(Collected data)

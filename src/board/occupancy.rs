//! Occupancy and threat predicates shared by the move generators.

use super::{Color, Coord, GameState};

impl GameState {
    /// True iff `coord` is on the board and holds no piece.
    #[inline]
    #[must_use]
    pub fn empty_space(&self, coord: Coord) -> bool {
        matches!(self.board.cell(coord), Some(None))
    }

    /// True iff `coord` holds a piece of the side opposing `colour`, or is
    /// the en-passant target and that target lies on
    /// [`Color::en_passant_capture_row`] for `colour`.
    ///
    /// Off-board coordinates are never hostile.
    #[must_use]
    pub fn is_hostile_target(&self, coord: Coord, colour: Color) -> bool {
        match self.board.cell(coord) {
            None => false,
            Some(Some((owner, _))) if owner != colour => true,
            Some(_) => self.en_passant.is_some_and(|target| {
                target == coord && target.y == colour.en_passant_capture_row()
            }),
        }
    }

    /// Empty, or capturable by `colour`.
    #[inline]
    pub(crate) fn is_open_for(&self, coord: Coord, colour: Color) -> bool {
        self.empty_space(coord) || self.is_hostile_target(coord, colour)
    }
}
//! FEN encode/decode for [`GameState`].
//!
//! Decoding is lenient about missing trailing fields, which take the
//! starting-position defaults, but strict about the board layout.

use std::fmt;
use std::str::FromStr;

use super::error::{ClockField, FenError};
use super::state::Cell;
use super::{Board, CastlingRights, Color, Coord, GameState, Piece};

/// FEN of the standard starting position.
pub const START_FEN: &str = "rnbqkbnr/pppppppp/8/8/8/8/PPPPPPPP/RNBQKBNR w KQkq - 0 1";

impl GameState {
    /// Parse a game state from FEN notation.
    ///
    /// Missing fields default to: starting board, White to move, all four
    /// castling rights, no en-passant target, halfmove `0`, fullmove `1`.
    /// An empty string is therefore the starting position. The board is
    /// everything before the first whitespace; when that is empty (`" b"`) the
    /// starting board is used and the remaining fields still apply. A
    /// present castling field grants exactly the rights it names, so `-`
    /// means none.
    pub fn decode(fen: &str) -> Result<Self, FenError> {
        let (board_field, rest) = fen.split_once(char::is_whitespace).unwrap_or((fen, ""));
        let mut parts = rest.split_whitespace();

        let board = match board_field {
            "" => Board::starting_position(),
            field => parse_board(field)?,
        };

        let side_to_move = match parts.next() {
            Some("b") => Color::Black,
            Some("w") | None => Color::White,
            Some(_other) => {
                #[cfg(feature = "logging")]
                log::warn!("unrecognised active colour '{_other}', assuming white");
                Color::White
            }
        };

        let castling = match parts.next() {
            Some(field) => {
                #[cfg(feature = "logging")]
                if field.chars().any(|c| !"KQkq-".contains(c)) {
                    log::warn!("ignoring unknown letters in castling field '{field}'");
                }
                CastlingRights::from_fen_field(field)
            }
            None => CastlingRights::all(),
        };

        let en_passant = match parts.next() {
            None | Some("-") => None,
            Some(field) => Some(field.parse::<Coord>().map_err(|_| {
                FenError::InvalidEnPassant {
                    found: field.to_string(),
                }
            })?),
        };

        let halfmove_clock = parse_clock(parts.next(), ClockField::Halfmove, 0)?;
        let fullmove_number = parse_clock(parts.next(), ClockField::Fullmove, 1)?;

        #[cfg(feature = "logging")]
        if parts.next().is_some() {
            log::warn!("ignoring trailing fields after fullmove counter in '{fen}'");
        }

        let state = GameState {
            board,
            side_to_move,
            castling,
            en_passant,
            halfmove_clock,
            fullmove_number,
        };

        #[cfg(feature = "logging")]
        log::debug!("decoded FEN '{fen}'");

        Ok(state)
    }

    /// Convert the game state to FEN notation.
    #[must_use]
    pub fn encode(&self) -> String {
        let rows: Vec<String> = self.board.rows().iter().map(encode_row).collect();
        let ep = self
            .en_passant
            .map_or_else(|| "-".to_string(), |sq| sq.to_string());

        let fen = format!(
            "{} {} {} {} {} {}",
            rows.join("/"),
            self.side_to_move.to_fen_char(),
            self.castling.to_fen_field(),
            ep,
            self.halfmove_clock,
            self.fullmove_number
        );

        #[cfg(feature = "logging")]
        log::debug!("encoded FEN '{fen}'");

        fen
    }
}

fn parse_board(field: &str) -> Result<Board, FenError> {
    let ranks: Vec<&str> = field.split('/').collect();
    if ranks.len() != 8 {
        return Err(FenError::WrongRankCount { found: ranks.len() });
    }

    let mut squares: [[Cell; 8]; 8] = [[None; 8]; 8];
    for (row, rank_str) in ranks.iter().enumerate() {
        let mut file = 0usize;
        for c in rank_str.chars() {
            if let Some(run) = c.to_digit(10).filter(|&n| n > 0) {
                file += run as usize;
                continue;
            }
            let cell = Piece::from_fen_char(c).ok_or(FenError::InvalidPiece { char: c })?;
            if file < 8 {
                squares[row][file] = Some(cell);
            }
            file += 1;
        }
        if file != 8 {
            return Err(FenError::WrongFileCount {
                rank: row,
                files: file,
            });
        }
    }
    Ok(Board::from_rows(squares))
}

fn encode_row(row: &[Cell; 8]) -> String {
    let mut out = String::new();
    let mut empty = 0;
    for cell in row {
        match cell {
            Some((color, piece)) => {
                if empty > 0 {
                    out.push_str(&empty.to_string());
                    empty = 0;
                }
                out.push(piece.to_fen_char(*color));
            }
            None => empty += 1,
        }
    }
    if empty > 0 {
        out.push_str(&empty.to_string());
    }
    out
}

fn parse_clock(field: Option<&str>, which: ClockField, default: u32) -> Result<u32, FenError> {
    match field {
        None => Ok(default),
        Some(text) => text.parse().map_err(|_| FenError::InvalidClock {
            field: which,
            found: text.to_string(),
        }),
    }
}

impl FromStr for GameState {
    type Err = FenError;

    fn from_str(s: &str) -> Result<Self, Self::Err> {
        GameState::decode(s)
    }
}

impl fmt::Display for GameState {
    fn fmt(&self, f: &mut fmt::Formatter<'_>) -> fmt::Result {
        f.write_str(&self.encode())
    }
}
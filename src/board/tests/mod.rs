//! Board module tests.
//!
//! Tests are organized into separate files by category:
//! - `edge_cases.rs` - Board edges, blocking and en-passant scenarios
//! - `proptest.rs` - Property-based tests
//!
//! Per-component tests live next to their code.
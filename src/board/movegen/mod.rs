//! Pseudo-legal move generation.
//!
//! Every generator takes the square a piece stands on and the colour it
//! moves for, and returns the squares it could move to: empty squares and
//! squares holding a hostile piece, subject to blocking along sliding
//! paths. Nothing here checks whether a move leaves the mover's own king
//! in check, and neither castling nor promotion moves are produced.

mod kings;
mod knights;
mod pawns;
mod sliders;

pub use sliders::SliderType;

use super::{Color, Coord, GameState, Move, MoveList, Piece};

impl GameState {
    /// Destinations of `piece` on `from`, moving for `colour`.
    ///
    /// The piece need not actually stand on `from`. An off-board `from`
    /// has no destinations.
    #[must_use]
    pub fn generate_piece_moves(&self, from: Coord, piece: Piece, colour: Color) -> MoveList {
        let moves = match piece {
            Piece::Pawn => self.generate_pawn_moves(from, colour),
            Piece::Knight => self.generate_knight_moves(from, colour),
            Piece::Bishop => self.generate_slider_moves(from, SliderType::Bishop, colour),
            Piece::Rook => self.generate_slider_moves(from, SliderType::Rook, colour),
            Piece::Queen => self.generate_slider_moves(from, SliderType::Queen, colour),
            Piece::King => self.generate_king_moves(from, colour),
        };
        #[cfg(feature = "logging")]
        log::trace!(
            "{colour} {piece:?} on {from}: {} destinations",
            moves.len()
        );
        moves
    }

    /// Destinations of whatever piece stands on `from`, moving for its own
    /// colour. Empty and off-board squares have none.
    #[must_use]
    pub fn moves_from(&self, from: Coord) -> MoveList {
        match self.board.piece_at(from) {
            Some((colour, piece)) => self.generate_piece_moves(from, piece, colour),
            None => MoveList::new(),
        }
    }

    /// All pseudo-legal moves for the side to move, in board order.
    #[must_use]
    pub fn pseudo_moves(&self) -> Vec<Move> {
        self.pseudo_moves_for(self.side_to_move)
    }

    /// All pseudo-legal moves for `colour`, whoever is to move.
    #[must_use]
    pub fn pseudo_moves_for(&self, colour: Color) -> Vec<Move> {
        let mut moves = Vec::new();
        for (from, owner, piece) in self.board.pieces() {
            if owner != colour {
                continue;
            }
            let targets = self.generate_piece_moves(from, piece, colour);
            moves.extend(targets.into_iter().map(|to| Move::new(from, to)));
        }
        moves
    }
}

#[cfg(test)]
mod tests {
    use super::*;
    use crate::board::Board;

    #[test]
    fn test_starting_position_move_count() {
        let state = GameState::new();
        // 16 pawn moves + 4 knight moves.
        assert_eq!(state.pseudo_moves().len(), 20);
        assert_eq!(state.pseudo_moves_for(Color::Black).len(), 20);
    }

    #[test]
    fn test_moves_from_reads_piece_and_colour() {
        let state = GameState::new();
        let knight = state.moves_from(Coord::new(6, 0));
        assert_eq!(knight.sorted(), vec![Coord::new(5, 2), Coord::new(7, 2)]);

        let pawn = state.moves_from(Coord::new(4, 6));
        assert_eq!(pawn.sorted(), vec![Coord::new(4, 4), Coord::new(4, 5)]);
    }

    #[test]
    fn test_moves_from_empty_or_off_board() {
        let state = GameState::new();
        assert!(state.moves_from(Coord::new(4, 4)).is_empty());
        assert!(state.moves_from(Coord::new(9, 4)).is_empty());
    }

    #[test]
    fn test_dispatch_matches_direct_generators() {
        let state = GameState::decode("8/8/3k4/8/3Q4/8/8/4K3 w - - 0 1").unwrap();
        let from = Coord::new(3, 4);
        assert_eq!(
            state.generate_piece_moves(from, Piece::Queen, Color::White),
            state.generate_queen_moves(from, Color::White)
        );
        assert_eq!(
            state.generate_piece_moves(from, Piece::Rook, Color::White),
            state.generate_rook_moves(from, Color::White)
        );
        assert_eq!(
            state.generate_piece_moves(from, Piece::Knight, Color::White),
            state.generate_knight_moves(from, Color::White)
        );
    }

    #[test]
    fn test_pseudo_moves_include_king_captures() {
        let state = GameState::decode("8/8/8/8/8/8/5q2/4K3 w - - 0 1").unwrap();
        let moves = state.pseudo_moves();
        assert!(moves.contains(&Move::new(Coord::new(4, 7), Coord::new(5, 6))));
        assert_eq!(moves.len(), 5);
    }

    #[test]
    fn test_off_board_origin_has_no_destinations() {
        let state = GameState::new().with_board(Board::empty());
        for from in [
            Coord::new(i32::MAX, 0),
            Coord::new(0, i32::MIN),
            Coord::new(-1, 3),
            Coord::new(8, 8),
        ] {
            for piece in Piece::ALL {
                for colour in Color::BOTH {
                    assert!(
                        state.generate_piece_moves(from, piece, colour).is_empty(),
                        "{piece:?} at {from}"
                    );
                }
            }
        }
    }

    #[test]
    fn test_pseudo_moves_on_empty_board() {
        let state = GameState::new().with_board(Board::empty());
        assert!(state.pseudo_moves().is_empty());
    }
}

• [Directions for this task]:
The job here is to find each line above with the word "contains" and copy it.

• [Response to this task]:
                if field.chars().any(|c| !"KQkq-".contains(c)) {
        assert!(moves.contains(&Move::new(Coord::new(4, 7), Coord::new(5, 6))));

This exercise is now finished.